| WHAT THIS TASK INVOLVES |
Everything from the line containing "pub fn displayed(&self)" through the line containing "pub fn begin_edit(&mut" should be repeated exactly, and nothing else from the data.
* * * *
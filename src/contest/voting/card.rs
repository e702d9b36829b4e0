use chrono::{DateTime, Utc};
use serde::Serialize;

use crate::config::VotingConfig;
use crate::contest::domain::{Participant, ParticipantId, RatingAggregate, UserId};
use crate::contest::store::{ParticipantStore, RatingStore};

use super::domain::{Rating, RatingValue};
use super::engine::{project, RatingEngine, VoteError};

/// Per-card voting state for one (viewer, participant) pair.
#[derive(Debug, Clone, Copy, PartialEq, Eq, Serialize)]
pub enum VoteState {
    #[serde(rename = "unvoted")]
    Unvoted,
    #[serde(rename = "voting")]
    Voting,
    #[serde(rename = "thank_you")]
    ThankYou,
    #[serde(rename = "settled")]
    Settled,
    #[serde(rename = "editing")]
    Editing,
}

impl VoteState {
    pub const fn label(self) -> &'static str {
        match self {
            VoteState::Unvoted => "unvoted",
            VoteState::Voting => "voting",
            VoteState::ThankYou => "thank_you",
            VoteState::Settled => "settled",
            VoteState::Editing => "editing",
        }
    }
}

/// Whether this card accepts votes at all. Closed cohorts, sample
/// entrants, and soft-deleted participants are read-only.
#[derive(Debug, Clone, Copy, PartialEq, Eq, Serialize)]
pub enum CardAccess {
    #[serde(rename = "open")]
    Open,
    #[serde(rename = "read_only")]
    ReadOnly,
}

impl CardAccess {
    pub const fn label(self) -> &'static str {
        match self {
            CardAccess::Open => "open",
            CardAccess::ReadOnly => "read_only",
        }
    }
}

/// The card tracks two aggregates: `displayed` moves optimistically the
/// moment a vote is submitted, `confirmed` only after the store write
/// settles. A failed write is a real transition back to `confirmed`.
#[derive(Debug, Clone)]
pub struct VoteCard {
    state: VoteState,
    access: CardAccess,
    authenticated: bool,
    displayed: RatingAggregate,
    confirmed: RatingAggregate,
    own_rating: Option<RatingValue>,
    thanks_until: Option<DateTime<Utc>>,
    config: VotingConfig,
}

impl VoteCard {
    pub fn open(
        participant: &Participant,
        own: Option<&Rating>,
        authenticated: bool,
        config: &VotingConfig,
    ) -> Self {
        let aggregate = participant.aggregate();
        let own_rating = own.map(|rating| rating.value);
        Self {
            state: if own_rating.is_some() {
                VoteState::Settled
            } else {
                VoteState::Unvoted
            },
            access: if participant.is_open_for_voting() {
                CardAccess::Open
            } else {
                CardAccess::ReadOnly
            },
            authenticated,
            displayed: aggregate,
            confirmed: aggregate,
            own_rating,
            thanks_until: None,
            config: config.clone(),
        }
    }

    pub fn state(&self) -> VoteState {
        self.state
    }

    pub fn access(&self) -> CardAccess {
        self.access
    }

    pub fn displayed(&self) -> RatingAggregate {
        self.displayed
    }

    pub fn confirmed(&self) -> RatingAggregate {
        self.confirmed
    }

    pub fn own_rating(&self) -> Option<RatingValue> {
        self.own_rating
    }

    fn ensure_open(&self) -> Result<(), VoteError> {
        if self.access == CardAccess::ReadOnly {
            return Err(VoteError::VotingClosed);
        }
        if !self.authenticated {
            return Err(VoteError::Unauthenticated);
        }
        Ok(())
    }

    /// `Unvoted -> Voting`. Unauthenticated viewers are diverted to
    /// sign-in with no state change.
    pub fn begin_voting(&mut self) -> Result<(), VoteError> {
        self.ensure_open()?;
        match self.state {
            VoteState::Unvoted => {
                self.state = VoteState::Voting;
                Ok(())
            }
            other => Err(VoteError::NotVoting(other.label())),
        }
    }

    /// `Settled -> Editing`, the revote re-entry.
    pub fn begin_edit(&mut self) -> Result<(), VoteError> {
        self.ensure_open()?;
        match self.state {
            VoteState::Settled => {
                self.state = VoteState::Editing;
                Ok(())
            }
            other => Err(VoteError::NotVoting(other.label())),
        }
    }

    /// Submit the active rating. The displayed aggregate moves before the
    /// write; on success it is reconciled to the engine's outcome and the
    /// card enters `ThankYou`, on failure it rolls back to the last
    /// confirmed values and the card stays where it was.
    pub fn submit<S>(
        &mut self,
        engine: &RatingEngine<S>,
        voter: Option<&UserId>,
        participant: &ParticipantId,
        raw_value: u8,
        now: DateTime<Utc>,
    ) -> Result<(), VoteError>
    where
        S: RatingStore + ParticipantStore,
    {
        self.ensure_open()?;
        if !matches!(self.state, VoteState::Voting | VoteState::Editing) {
            return Err(VoteError::NotVoting(self.state.label()));
        }

        // Out-of-scale values are rejected before anything moves.
        let value = RatingValue::try_new(raw_value, self.config.rating_bounds())
            .ok_or(VoteError::InvalidRating(raw_value))?;

        self.displayed = project(self.confirmed, self.own_rating, value);

        match engine.cast_or_update(voter, participant, raw_value, now) {
            Ok(outcome) => {
                self.confirmed = outcome.aggregate;
                self.displayed = outcome.aggregate;
                self.own_rating = Some(value);
                self.state = VoteState::ThankYou;
                self.thanks_until = Some(now + self.config.thank_you_delay());
                Ok(())
            }
            Err(err) => {
                self.displayed = self.confirmed;
                self.thanks_until = None;
                Err(err)
            }
        }
    }

    /// Settle an expired thank-you. The expiry deadline lives in the card
    /// state, so tearing the card down cannot leave a timer behind.
    pub fn tick(&mut self, now: DateTime<Utc>) {
        if let Some(until) = self.thanks_until {
            if self.state == VoteState::ThankYou && now >= until {
                self.state = VoteState::Settled;
                self.thanks_until = None;
            }
        }
    }

    pub fn view(&self) -> VoteCardView {
        VoteCardView {
            state: self.state.label(),
            access: self.access.label(),
            average_rating: self.displayed.average,
            total_votes: self.displayed.votes,
            current_user_rating: self.own_rating.map(RatingValue::get),
        }
    }
}

/// Sanitized card snapshot exposed to the surrounding UI.
#[derive(Debug, Clone, Serialize)]
pub struct VoteCardView {
    pub state: &'static str,
    pub access: &'static str,
    pub average_rating: f64,
    pub total_votes: u32,
    #[serde(skip_serializing_if = "Option::is_none")]
    pub current_user_rating: Option<u8>,
}
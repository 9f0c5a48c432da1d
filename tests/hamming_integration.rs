//! Integration tests for Hamming encoding, decoding, and correction.

use linlab::coding::{CodingError, HammingCode};
use linlab::core::types::Bits;

fn bits(s: &str) -> Bits {
    Bits::parse(s).unwrap()
}

// =============================================================================
// (7, 4) golden values
// =============================================================================

#[test]
fn seven_four_golden_encodings() {
    let code = HammingCode::new(3).unwrap();
    // Parity positions 1, 2, 4 computed by hand.
    for (data, expected) in [
        ("0000", "0000000"),
        ("1011", "1010101"),
        ("1111", "1111111"),
        ("0001", "0000111"),
    ] {
        assert_eq!(
            code.encode(&bits(data)).unwrap(),
            bits(expected),
            "data {}",
            data
        );
    }
}

#[test]
fn decode_recovers_data_from_clean_codeword() {
    let code = HammingCode::new(3).unwrap();
    let decoded = code.decode(&bits("1010101")).unwrap();
    assert_eq!(decoded.data, bits("1011"));
    assert_eq!(decoded.syndrome, 0);
    assert_eq!(decoded.corrected, None);
}

// =============================================================================
// Error correction sweeps
// =============================================================================

#[test]
fn every_single_bit_error_is_corrected_in_seven_four() {
    let code = HammingCode::new(3).unwrap();
    for data in ["0000", "1011", "0110", "1111", "1000"] {
        let clean = code.encode(&bits(data)).unwrap();
        for index in 0..7 {
            let mut noisy = clean.clone();
            noisy.flip(index).unwrap();

            let decoded = code.decode(&noisy).unwrap();
            assert_eq!(decoded.codeword, clean, "data {} index {}", data, index);
            assert_eq!(decoded.data, bits(data), "data {} index {}", data, index);
            // Position counts from 1 at the rightmost bit.
            assert_eq!(decoded.corrected, Some(7 - index));
        }
    }
}

#[test]
fn every_single_bit_error_is_corrected_in_fifteen_eleven() {
    let code = HammingCode::new(4).unwrap();
    assert_eq!(code.codeword_length(), 15);
    assert_eq!(code.data_length(), 11);

    let data = bits("10110011100");
    let clean = code.encode(&data).unwrap();
    assert!(code.is_valid(&clean).unwrap());

    for index in 0..15 {
        let mut noisy = clean.clone();
        noisy.flip(index).unwrap();
        assert!(!code.is_valid(&noisy).unwrap());

        let decoded = code.decode(&noisy).unwrap();
        assert_eq!(decoded.data, data, "index {}", index);
    }
}

#[test]
fn syndrome_is_the_position_from_the_right() {
    let code = HammingCode::new(3).unwrap();
    let clean = code.encode(&bits("0110")).unwrap();
    for position in 1..=7usize {
        let mut noisy = clean.clone();
        noisy.flip(7 - position).unwrap();
        assert_eq!(code.syndrome(&noisy).unwrap(), position);
    }
}

// =============================================================================
// Input validation
// =============================================================================

#[test]
fn mismatched_lengths_are_rejected() {
    let code = HammingCode::new(3).unwrap();
    assert_eq!(
        code.encode(&bits("10110")).unwrap_err(),
        CodingError::DataLengthMismatch {
            expected: 4,
            actual: 5
        }
    );
    assert_eq!(
        code.decode(&bits("1010")).unwrap_err(),
        CodingError::CodewordLengthMismatch {
            expected: 7,
            actual: 4
        }
    );
}

#[test]
fn parity_bit_bounds_are_enforced() {
    assert!(matches!(
        HammingCode::new(0),
        Err(CodingError::TooFewParityBits(0))
    ));
    assert!(matches!(
        HammingCode::new(1),
        Err(CodingError::TooFewParityBits(1))
    ));
    assert!(HammingCode::new(2).is_ok());
    assert!(HammingCode::new(12).is_ok());
    assert!(matches!(
        HammingCode::new(13),
        Err(CodingError::TooManyParityBits(13))
    ));
}

// =============================================================================
// Matrices
// =============================================================================

#[test]
fn generator_rows_encode_to_valid_codewords() {
    // Parity columns in the generator were built from the check matrix, so
    // a data word encoded by `encode` must always check out.
    let code = HammingCode::new(4).unwrap();
    for row in 0..code.data_length() {
        let mut data = vec![0u8; code.data_length()];
        data[row] = 1;
        let word = code.encode(&Bits::from_bits(&data).unwrap()).unwrap();
        assert!(code.is_valid(&word).unwrap(), "unit data row {}", row);
    }
}

#[test]
fn check_matrix_has_distinct_nonzero_columns() {
    let code = HammingCode::new(4).unwrap();
    let check = code.check_matrix();
    let columns: Vec<Vec<u8>> = (0..code.codeword_length())
        .map(|p| check.iter().map(|row| row[p]).collect())
        .collect();

    for (i, column) in columns.iter().enumerate() {
        assert!(column.iter().any(|&b| b == 1), "column {} is zero", i);
        for other in columns.iter().skip(i + 1) {
            assert_ne!(column, other);
        }
    }
}
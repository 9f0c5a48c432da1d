//! cli
//!
//! Command-line interface layer for Linlab.
//!
//! # Responsibilities
//!
//! - Parse command-line arguments and global flags
//! - Load configuration
//! - Delegate to command handlers
//!
//! # Architecture
//!
//! The CLI layer is thin. It parses arguments via clap and dispatches to
//! the handlers in [`commands`], which call into the domain modules
//! ([`crate::projection`], [`crate::coding`], [`crate::dct`]). Typed errors
//! from the domain get human-readable context here and nowhere else.

pub mod args;
pub mod commands;

pub use args::{Cli, Shell};

use crate::core::config::Config;
use crate::ui::output::{self, Verbosity};
use anyhow::{Context as _, Result};

/// Shared state for command handlers.
#[derive(Debug)]
pub struct Context {
    /// Loaded configuration
    pub config: Config,
    /// Debug logging enabled
    pub debug: bool,
    /// Minimal output
    pub quiet: bool,
    /// Machine-readable JSON output
    pub json: bool,
    /// Interactive prompts allowed
    pub interactive: bool,
}

impl Context {
    /// Output verbosity derived from the flags.
    pub fn verbosity(&self) -> Verbosity {
        Verbosity::from_flags(self.quiet || self.json, self.debug)
    }
}

/// Run the CLI application.
///
/// This is the main entry point called from `main.rs`.
pub fn run() -> Result<()> {
    let cli = Cli::parse_args();

    let loaded =
        Config::load(cli.config.as_deref()).context("failed to load configuration")?;

    let ctx = Context {
        interactive: cli.interactive(loaded.config.interactive()),
        debug: cli.debug,
        quiet: cli.quiet,
        json: cli.json,
        config: loaded.config,
    };

    match &loaded.path {
        Some(path) => output::debug(
            format!("config loaded from {}", path.display()),
            ctx.verbosity(),
        ),
        None => output::debug("no config file found, using defaults", ctx.verbosity()),
    }

    commands::dispatch(cli.command, &ctx)
}
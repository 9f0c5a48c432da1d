//! ui::output
//!
//! Output formatting and display.
//!
//! # Design
//!
//! Output is formatted consistently and respects the quiet flag.
//! When `--json` is enabled, command handlers emit machine-readable JSON
//! instead of calling these helpers.

use std::fmt::Display;

/// Output verbosity level.
#[derive(Debug, Clone, Copy, PartialEq, Eq)]
pub enum Verbosity {
    /// Quiet mode - minimal output
    Quiet,
    /// Normal mode - standard output
    Normal,
    /// Debug mode - verbose output
    Debug,
}

impl Verbosity {
    /// Create verbosity from flags.
    pub fn from_flags(quiet: bool, debug: bool) -> Self {
        if quiet {
            Verbosity::Quiet
        } else if debug {
            Verbosity::Debug
        } else {
            Verbosity::Normal
        }
    }
}

/// Print a message (respects quiet mode).
pub fn print(message: impl Display, verbosity: Verbosity) {
    if verbosity != Verbosity::Quiet {
        println!("{}", message);
    }
}

/// Print a debug message (only in debug mode).
pub fn debug(message: impl Display, verbosity: Verbosity) {
    if verbosity == Verbosity::Debug {
        eprintln!("[debug] {}", message);
    }
}

/// Print an error message (always shown).
pub fn error(message: impl Display) {
    eprintln!("error: {}", message);
}

/// Print a warning message (respects quiet mode).
pub fn warn(message: impl Display, verbosity: Verbosity) {
    if verbosity != Verbosity::Quiet {
        eprintln!("warning: {}", message);
    }
}

/// Format a bit matrix as one row per line.
pub fn format_bit_matrix(rows: &[Vec<u8>]) -> String {
    rows.iter()
        .map(|row| {
            row.iter()
                .map(|bit| bit.to_string())
                .collect::<Vec<_>>()
                .join(" ")
        })
        .collect::<Vec<_>>()
        .join("\n")
}

/// Format a float vector with three decimals, matching the transform
/// displays.
pub fn format_float_vec(values: &[f64]) -> String {
    let parts: Vec<String> = values.iter().map(|v| format!("{:.3}", v)).collect();
    format!("[{}]", parts.join(", "))
}

#[cfg(test)]
mod tests {
    use super::*;

    #[test]
    fn verbosity_from_flags() {
        assert_eq!(Verbosity::from_flags(true, false), Verbosity::Quiet);
        assert_eq!(Verbosity::from_flags(true, true), Verbosity::Quiet);
        assert_eq!(Verbosity::from_flags(false, true), Verbosity::Debug);
        assert_eq!(Verbosity::from_flags(false, false), Verbosity::Normal);
    }

    #[test]
    fn bit_matrix_layout() {
        let rows = vec![vec![1, 0, 1], vec![0, 1, 0]];
        assert_eq!(format_bit_matrix(&rows), "1 0 1\n0 1 0");
    }

    #[test]
    fn float_vec_layout() {
        assert_eq!(format_float_vec(&[1.0, -0.5]), "[1.000, -0.500]");
    }
}
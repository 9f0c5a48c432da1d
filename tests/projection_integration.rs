//! Integration tests for parallelepiped modeling and central projection.
//!
//! The demo solid (support (1,1,1), spans (1,2,3), (3,1,3), (3,2,1)) and
//! the centers (10,5,20) and (1,4,20) are the classic worked example; the
//! expected image points below are computed by hand from the projection
//! formula.

use std::path::Path;

use tempfile::TempDir;

use linlab::projection::scene::{Scene, SceneError};
use linlab::projection::svg::{render, SvgOptions};
use linlab::projection::{
    project_point, Parallelepiped, Point2, ProjectionError, Vec3, CORNER_LABELS,
};

fn demo_solid() -> Parallelepiped {
    Parallelepiped::new(
        Vec3::new(1.0, 1.0, 1.0),
        Vec3::new(1.0, 2.0, 3.0),
        Vec3::new(3.0, 1.0, 3.0),
        Vec3::new(3.0, 2.0, 1.0),
    )
    .expect("demo solid is valid")
}

fn assert_point(actual: Point2, expected_x: f64, expected_y: f64) {
    assert!(
        (actual.x - expected_x).abs() < 1e-9 && (actual.y - expected_y).abs() < 1e-9,
        "{} != ({}, {})",
        actual,
        expected_x,
        expected_y
    );
}

// =============================================================================
// Projection math
// =============================================================================

#[test]
fn demo_projection_matches_hand_computation() {
    let solid = demo_solid();
    let projection = solid.project(Vec3::new(10.0, 5.0, 20.0)).unwrap();

    // s = (1,1,1): x' = (1 - 10/20) / (1 - 1/20) = 10/19
    assert_point(projection.points[0], 10.0 / 19.0, 15.0 / 19.0);
    // g = (8,6,8): x' = (8 - 10*0.4) / 0.6 = 20/3, y' = (6 - 2) / 0.6 = 20/3
    assert_point(projection.points[7], 20.0 / 3.0, 20.0 / 3.0);
}

#[test]
fn moving_the_center_moves_the_image() {
    let solid = demo_solid();
    let wide = solid.project(Vec3::new(10.0, 5.0, 20.0)).unwrap();
    let narrow = solid.project(Vec3::new(1.0, 4.0, 20.0)).unwrap();

    // The x coordinate of the support's image shifts with the center.
    assert_point(narrow.points[0], 19.0 / 19.0, 16.0 / 19.0);
    assert!((wide.points[0].x - narrow.points[0].x).abs() > 1e-6);
}

#[test]
fn projection_agrees_with_ray_interpolation() {
    // The image of p is the point where the ray from the center through p
    // meets z = 0: p + t * (u - p) with t = -z_p / (z_u - z_p).
    let solid = demo_solid();
    let center = Vec3::new(10.0, 5.0, 20.0);
    let projection = solid.project(center).unwrap();

    for (corner, image) in solid.corners().iter().zip(projection.points.iter()) {
        let t = -corner.z / (center.z - corner.z);
        let expected_x = corner.x + t * (center.x - corner.x);
        let expected_y = corner.y + t * (center.y - corner.y);
        assert_point(*image, expected_x, expected_y);
    }
}

#[test]
fn plane_points_project_to_themselves() {
    let image = project_point(Vec3::new(4.0, 2.0, 0.0), Vec3::new(3.0, 3.0, 9.0)).unwrap();
    assert_point(image, 4.0, 2.0);
}

#[test]
fn labels_follow_storage_order() {
    let solid = demo_solid();
    let projection = solid.project(Vec3::new(10.0, 5.0, 20.0)).unwrap();
    let labels: Vec<&str> = projection.labeled().map(|(label, _)| label).collect();
    assert_eq!(labels, CORNER_LABELS);
}

// =============================================================================
// Validation
// =============================================================================

#[test]
fn solid_outside_first_octant_is_rejected() {
    let err = Parallelepiped::new(
        Vec3::new(1.0, -1.0, 1.0),
        Vec3::new(1.0, 2.0, 3.0),
        Vec3::new(3.0, 1.0, 3.0),
        Vec3::new(3.0, 2.0, 1.0),
    )
    .unwrap_err();
    assert!(matches!(err, ProjectionError::OutsideFirstOctant { .. }));
}

#[test]
fn center_below_solid_is_rejected() {
    let err = demo_solid().project(Vec3::new(10.0, 5.0, 8.0)).unwrap_err();
    assert_eq!(
        err,
        ProjectionError::CenterTooLow {
            center_z: 8.0,
            max_z: 8.0
        }
    );
}

#[test]
fn center_outside_first_octant_is_rejected() {
    let err = demo_solid().project(Vec3::new(10.0, 0.0, 20.0)).unwrap_err();
    assert!(matches!(
        err,
        ProjectionError::CenterOutsideFirstOctant { .. }
    ));
}

// =============================================================================
// Scene files
// =============================================================================

#[test]
fn scene_roundtrips_through_a_file() {
    let dir = TempDir::new().expect("create temp dir");
    let path = dir.path().join("scene.toml");
    std::fs::write(
        &path,
        r#"
        support = [1.0, 1.0, 1.0]
        a = [1.0, 2.0, 3.0]
        b = [3.0, 1.0, 3.0]
        c = [3.0, 2.0, 1.0]

        [[center]]
        name = "wide"
        position = [10.0, 5.0, 20.0]
        "#,
    )
    .expect("write scene");

    let scene = Scene::load(&path).expect("load scene");
    assert_eq!(scene.centers.len(), 1);
    let solid = scene.parallelepiped().unwrap();
    assert_eq!(solid.max_z(), 8.0);
}

#[test]
fn missing_scene_file_reports_the_path() {
    let err = Scene::load(Path::new("/nonexistent/scene.toml")).unwrap_err();
    match err {
        SceneError::ReadError { path, .. } => {
            assert_eq!(path, Path::new("/nonexistent/scene.toml"))
        }
        other => panic!("unexpected error: {:?}", other),
    }
}

// =============================================================================
// SVG rendering
// =============================================================================

#[test]
fn svg_renders_full_figure() {
    let projection = demo_solid().project(Vec3::new(10.0, 5.0, 20.0)).unwrap();
    let svg = render(&projection, &SvgOptions::default());
    assert!(svg.contains("<polygon"));
    assert_eq!(svg.matches("<line").count(), 12);
    // One edge group per spanning direction.
    assert!(svg.contains("stroke=\"#008000\""));
    assert!(svg.contains("stroke=\"#ff0000\""));
    assert!(svg.contains("stroke=\"#0000ff\""));
}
* * * *
| EXERCISE RESPONSE |
    pub fn displayed(&self) -> RatingAggregate {
        self.displayed
    }

    pub fn confirmed(&self) -> RatingAggregate {
        self.confirmed
    }

    pub fn own_rating(&self) -> Option<RatingValue> {
        self.own_rating
    }

    fn ensure_open(&self) -> Result<(), VoteError> {
        if self.access == CardAccess::ReadOnly {
            return Err(VoteError::VotingClosed);
        }
        if !self.authenticated {
            return Err(VoteError::Unauthenticated);
        }
        Ok(())
    }

    /// `Unvoted -> Voting`. Unauthenticated viewers are diverted to
    /// sign-in with no state change.
    pub fn begin_voting(&mut self) -> Result<(), VoteError> {
        self.ensure_open()?;
        match self.state {
            VoteState::Unvoted => {
                self.state = VoteState::Voting;
                Ok(())
            }
            other => Err(VoteError::NotVoting(other.label())),
        }
    }

    /// `Settled -> Editing`, the revote re-entry.
    pub fn begin_edit(&mut self) -> Result<(), VoteError> {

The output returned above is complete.